--- Exercise aim ---
Within the entries that follow, show each line where the word "opaque" occurs.

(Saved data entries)
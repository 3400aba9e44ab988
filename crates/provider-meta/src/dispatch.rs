//! # Namespace Resolution
//!
//! Resource operations reach Vault through [`get_client`]. The host runtime
//! passes both the calling context and the provider meta as opaque values, so
//! the dispatcher inspects their runtime types once, at this boundary, and
//! turns the context into a [`ClientContext`].
//!
//! ## Precedence
//!
//! | Context            | Requested namespace                                        |
//! |--------------------|------------------------------------------------------------|
//! | `String` / `&str`  | the string itself                                          |
//! | [`ResourceData`]   | `namespace` field when set and non-empty                   |
//! | [`ResourceDiff`]   | planned `namespace` field when set and non-empty           |
//! | [`InstanceState`]  | `namespace` attribute, else `TERRAFORM_VAULT_NAMESPACE_IMPORT` |
//!
//! The environment override only applies to instance state: configuration
//! and diffs describe declared resources, while instance state may come from an
//! import that never recorded a namespace.

use crate::client::Client;
use crate::consts::{ENV_VAR_VAULT_NAMESPACE_IMPORT, FIELD_NAMESPACE};
use crate::error::{ProviderError, NIL_TYPE_NAME};
use crate::meta::ProviderMeta;
use crate::schema::{InstanceState, ResourceData, ResourceDiff};
use serde_json::Value;
use std::any::{type_name, Any};
use std::sync::Arc;
use tracing::debug;

/// An opaque value handed across the host-runtime boundary.
///
/// Implemented for every `Send + Sync + 'static` type, so any value can be
/// passed as `&dyn CallContext` and later recovered with `as_any()`.
pub trait CallContext: Any + Send + Sync {
    fn as_any(&self) -> &dyn Any;

    /// Runtime type name, used in error messages.
    fn type_name(&self) -> &'static str;
}

impl<T: Any + Send + Sync> CallContext for T {
    fn as_any(&self) -> &dyn Any {
        self
    }

    fn type_name(&self) -> &'static str {
        type_name::<T>()
    }
}

/// The supported shapes a namespace can be resolved from.
#[derive(Debug, Clone, Copy)]
pub enum ClientContext<'a> {
    Namespace(&'a str),
    Config(&'a ResourceData),
    Diff(&'a ResourceDiff),
    State(&'a InstanceState),
}

impl<'a> ClientContext<'a> {
    /// Recovers a context from an opaque value.
    pub fn from_call_context(ctx: Option<&'a dyn CallContext>) -> Result<Self, ProviderError> {
        let Some(ctx) = ctx else {
            return Err(ProviderError::UnsupportedContext(NIL_TYPE_NAME.to_string()));
        };

        let any = ctx.as_any();
        if let Some(ns) = any.downcast_ref::<String>() {
            Ok(Self::Namespace(ns))
        } else if let Some(ns) = any.downcast_ref::<&'static str>() {
            Ok(Self::Namespace(*ns))
        } else if let Some(d) = any.downcast_ref::<ResourceData>() {
            Ok(Self::Config(d))
        } else if let Some(d) = any.downcast_ref::<ResourceDiff>() {
            Ok(Self::Diff(d))
        } else if let Some(state) = any.downcast_ref::<InstanceState>() {
            Ok(Self::State(state))
        } else {
            Err(ProviderError::UnsupportedContext(ctx.type_name().to_string()))
        }
    }

    /// The namespace this context asks for, before joining the root namespace.
    ///
    /// Reads `TERRAFORM_VAULT_NAMESPACE_IMPORT` on every call for instance state.
    pub fn requested_namespace(&self) -> String {
        self.requested_namespace_with(|key| std::env::var(key).ok())
    }

    fn requested_namespace_with(&self, lookup_env: impl FnOnce(&str) -> Option<String>) -> String {
        match self {
            Self::Namespace(ns) => ns.to_string(),
            Self::Config(d) => field_namespace(d.get_ok(FIELD_NAMESPACE)),
            Self::Diff(d) => field_namespace(d.get_ok(FIELD_NAMESPACE)),
            Self::State(state) => match state.attribute(FIELD_NAMESPACE) {
                Some(ns) if !ns.is_empty() => ns.to_string(),
                _ => match lookup_env(ENV_VAR_VAULT_NAMESPACE_IMPORT) {
                    Some(ns) if !ns.is_empty() => {
                        debug!(
                            namespace = %ns,
                            env = ENV_VAR_VAULT_NAMESPACE_IMPORT,
                            "Using namespace from import environment"
                        );
                        ns
                    }
                    _ => String::new(),
                },
            },
        }
    }
}

fn field_namespace(value: Option<&Value>) -> String {
    value
        .and_then(Value::as_str)
        .unwrap_or_default()
        .to_string()
}

impl<'a> From<&'a str> for ClientContext<'a> {
    fn from(ns: &'a str) -> Self {
        Self::Namespace(ns)
    }
}

impl<'a> From<&'a ResourceData> for ClientContext<'a> {
    fn from(d: &'a ResourceData) -> Self {
        Self::Config(d)
    }
}

impl<'a> From<&'a ResourceDiff> for ClientContext<'a> {
    fn from(d: &'a ResourceDiff) -> Self {
        Self::Diff(d)
    }
}

impl<'a> From<&'a InstanceState> for ClientContext<'a> {
    fn from(state: &'a InstanceState) -> Self {
        Self::State(state)
    }
}

fn provider_meta(meta: Option<&dyn CallContext>) -> Result<&ProviderMeta, ProviderError> {
    let invalid = |actual: &str| ProviderError::InvalidMeta {
        expected: type_name::<ProviderMeta>(),
        actual: actual.to_string(),
    };

    let meta = meta.ok_or_else(|| invalid(NIL_TYPE_NAME))?;
    let any = meta.as_any();
    if let Some(p) = any.downcast_ref::<ProviderMeta>() {
        Ok(p)
    } else if let Some(p) = any.downcast_ref::<Arc<ProviderMeta>>() {
        Ok(p.as_ref())
    } else {
        Err(invalid(meta.type_name()))
    }
}

/// Returns the namespace-scoped client for a resource operation.
///
/// `ctx` is the operation's calling context (see the module docs for the
/// supported shapes) and `meta` is the [`ProviderMeta`] the provider was
/// configured with. Errors from [`ProviderMeta::get_ns_client`] are returned
/// unchanged.
///
/// Pass the values themselves, not their smart pointers: for
/// `meta: Arc<dyn CallContext>` pass `Some(&*meta)`. `Some(&meta)` also
/// compiles, but resolves as the `Arc` and fails with
/// [`ProviderError::InvalidMeta`].
pub fn get_client(
    ctx: Option<&dyn CallContext>,
    meta: Option<&dyn CallContext>,
) -> Result<Arc<Client>, ProviderError> {
    let meta = provider_meta(meta)?;
    let ctx = ClientContext::from_call_context(ctx)?;
    meta.client_for(ctx)
}

#[cfg(test)]
mod tests {
    use super::*;
    use crate::mock::MockTransport;
    use crate::schema::{FieldSchema, FieldType, Schema};
    use std::sync::Mutex;

    // Tests touching the process environment must not interleave.
    static ENV_LOCK: Mutex<()> = Mutex::new(());

    fn namespace_schema() -> Schema {
        Schema::new().field(FIELD_NAMESPACE, FieldSchema::new(FieldType::String).required())
    }

    fn meta() -> ProviderMeta {
        ProviderMeta::new(
            Client::new(Arc::new(MockTransport::new())),
            ResourceData::new(namespace_schema()),
        )
    }

    fn rsc_data(ns: Option<&str>) -> ResourceData {
        let mut d = ResourceData::new(namespace_schema());
        if let Some(ns) = ns {
            d.set(FIELD_NAMESPACE, ns).unwrap();
        }
        d
    }

    fn instance_state(ns: Option<&str>) -> InstanceState {
        let state = InstanceState::new("id");
        match ns {
            Some(ns) => state.with_attribute(FIELD_NAMESPACE, ns),
            None => state,
        }
    }

    /// Clears the import variable when dropped, even if the test body panics.
    struct ImportEnv;

    impl Drop for ImportEnv {
        fn drop(&mut self) {
            std::env::remove_var(ENV_VAR_VAULT_NAMESPACE_IMPORT);
        }
    }

    fn with_import_env<T>(value: &str, f: impl FnOnce() -> T) -> T {
        let _lock = ENV_LOCK.lock().unwrap_or_else(|e| e.into_inner());
        let _env = ImportEnv;
        std::env::set_var(ENV_VAR_VAULT_NAMESPACE_IMPORT, value);
        f()
    }

    fn header(client: &Client) -> &str {
        client.namespace().unwrap_or_default()
    }

    #[test]
    fn test_string() {
        let meta = meta();
        let got = get_client(Some(&"ns1-string".to_string()), Some(&meta)).unwrap();
        assert_eq!(header(&got), "ns1-string");

        let got = get_client(Some(&"ns1-str"), Some(&meta)).unwrap();
        assert_eq!(header(&got), "ns1-str");
    }

    #[test]
    fn test_string_joins_root_namespace() {
        let mut root = ResourceData::new(namespace_schema());
        root.set(FIELD_NAMESPACE, "bar").unwrap();
        let meta = ProviderMeta::new(Client::new(Arc::new(MockTransport::new())), root);

        let got = get_client(Some(&"/foo/".to_string()), Some(&meta)).unwrap();
        assert_eq!(header(&got), "bar/foo");
    }

    #[test]
    fn test_rsc_data() {
        let meta = meta();
        let d = rsc_data(Some("ns1-rsc-data"));
        let got = get_client(Some(&d), Some(&meta)).unwrap();
        assert_eq!(header(&got), "ns1-rsc-data");
    }

    #[test]
    fn test_rsc_diff_reads_planned_namespace() {
        let meta = meta();
        let diff = ResourceDiff::new(rsc_data(Some("old")), rsc_data(Some("ns1-diff")));
        let got = get_client(Some(&diff), Some(&meta)).unwrap();
        assert_eq!(header(&got), "ns1-diff");
    }

    #[test]
    fn test_inst_state() {
        let meta = meta();
        let state = instance_state(Some("ns1-inst-state"));
        let got = get_client(Some(&state), Some(&meta)).unwrap();
        assert_eq!(header(&got), "ns1-inst-state");
    }

    #[test]
    fn test_import_env() {
        let meta = meta();
        let state = instance_state(None);
        let got = with_import_env("ns1-import-env", || get_client(Some(&state), Some(&meta))).unwrap();
        assert_eq!(header(&got), "ns1-import-env");
    }

    #[test]
    fn test_ignore_env_rsc_data() {
        let meta = meta();
        let d = rsc_data(Some("ns1"));
        let got = with_import_env("ns1-import-env", || get_client(Some(&d), Some(&meta))).unwrap();
        assert_eq!(header(&got), "ns1");
    }

    #[test]
    fn test_ignore_env_inst_state() {
        let meta = meta();
        let state = instance_state(Some("ns1"));
        let got = with_import_env("ns1-import-env", || get_client(Some(&state), Some(&meta))).unwrap();
        assert_eq!(header(&got), "ns1");
    }

    #[test]
    fn test_env_never_applies_to_config_or_diff() {
        let lookup = |_: &str| Some("ns1-import-env".to_string());
        let d = rsc_data(None);
        assert_eq!(ClientContext::Config(&d).requested_namespace_with(lookup), "");

        let diff = ResourceDiff::new(rsc_data(None), rsc_data(None));
        assert_eq!(ClientContext::Diff(&diff).requested_namespace_with(lookup), "");

        let state = instance_state(None);
        assert_eq!(
            ClientContext::State(&state).requested_namespace_with(lookup),
            "ns1-import-env"
        );
    }

    #[test]
    fn test_empty_attribute_falls_back_to_env() {
        let state = instance_state(Some(""));
        let ns = ClientContext::State(&state).requested_namespace_with(|key| {
            assert_eq!(key, ENV_VAR_VAULT_NAMESPACE_IMPORT);
            Some("from-env".to_string())
        });
        assert_eq!(ns, "from-env");

        let ns = ClientContext::State(&state).requested_namespace_with(|_| None);
        assert_eq!(ns, "");
    }

    #[test]
    fn test_error_unsupported_type() {
        let meta = meta();

        let err = get_client(None, Some(&meta)).unwrap_err();
        assert_eq!(err, ProviderError::UnsupportedContext("<nil>".to_string()));
        assert_eq!(err.to_string(), "get_client() called with unsupported type <nil>");

        let err = get_client(Some(&42_i32), Some(&meta)).unwrap_err();
        assert_eq!(err, ProviderError::UnsupportedContext("i32".to_string()));
        assert!(meta.cached_namespaces().is_empty());
    }

    #[test]
    fn test_error_not_provider_meta() {
        let d = rsc_data(Some("ns1"));

        let err = get_client(Some(&d), None).unwrap_err();
        assert_eq!(
            err,
            ProviderError::InvalidMeta {
                expected: type_name::<ProviderMeta>(),
                actual: "<nil>".to_string(),
            }
        );

        let err = get_client(Some(&d), Some(&"not a meta".to_string())).unwrap_err();
        assert!(matches!(
            &err,
            ProviderError::InvalidMeta { actual, .. } if actual == type_name::<String>()
        ));
        assert!(err.to_string().starts_with("meta argument must be a "));
    }

    #[test]
    fn test_arc_meta_is_accepted() {
        let meta = Arc::new(meta());
        let got = get_client(Some(&"ns1".to_string()), Some(&meta)).unwrap();
        assert!(Arc::ptr_eq(&got, &meta.cached_client("ns1").unwrap()));
    }

    #[test]
    fn test_erased_meta_must_be_dereferenced() {
        let meta: Arc<dyn CallContext> = Arc::new(meta());
        let ns = "ns1".to_string();

        let got = get_client(Some(&ns), Some(&*meta)).unwrap();
        assert_eq!(header(&got), "ns1");

        let err = get_client(Some(&ns), Some(&meta)).unwrap_err();
        assert_eq!(
            err,
            ProviderError::InvalidMeta {
                expected: type_name::<ProviderMeta>(),
                actual: type_name::<Arc<dyn CallContext>>().to_string(),
            }
        );
    }

    #[test]
    fn test_import_env_is_cleared_after_panic() {
        let result = std::panic::catch_unwind(|| {
            with_import_env("ns1-leaked", || panic!("test body failed"))
        });
        assert!(result.is_err());

        let _lock = ENV_LOCK.lock().unwrap_or_else(|e| e.into_inner());
        assert!(std::env::var(ENV_VAR_VAULT_NAMESPACE_IMPORT).is_err());
    }

    #[test]
    fn test_typed_entry_point_matches_dispatcher() {
        let meta = meta();
        let d = rsc_data(Some("ns1"));
        let typed = meta.client_for(ClientContext::from(&d)).unwrap();
        let dynamic = get_client(Some(&d), Some(&meta)).unwrap();
        assert!(Arc::ptr_eq(&typed, &dynamic));
    }
}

--- Worked solution ---
//! passes both the calling context and the provider meta as opaque values, so
/// An opaque value handed across the host-runtime boundary.
    /// Recovers a context from an opaque value.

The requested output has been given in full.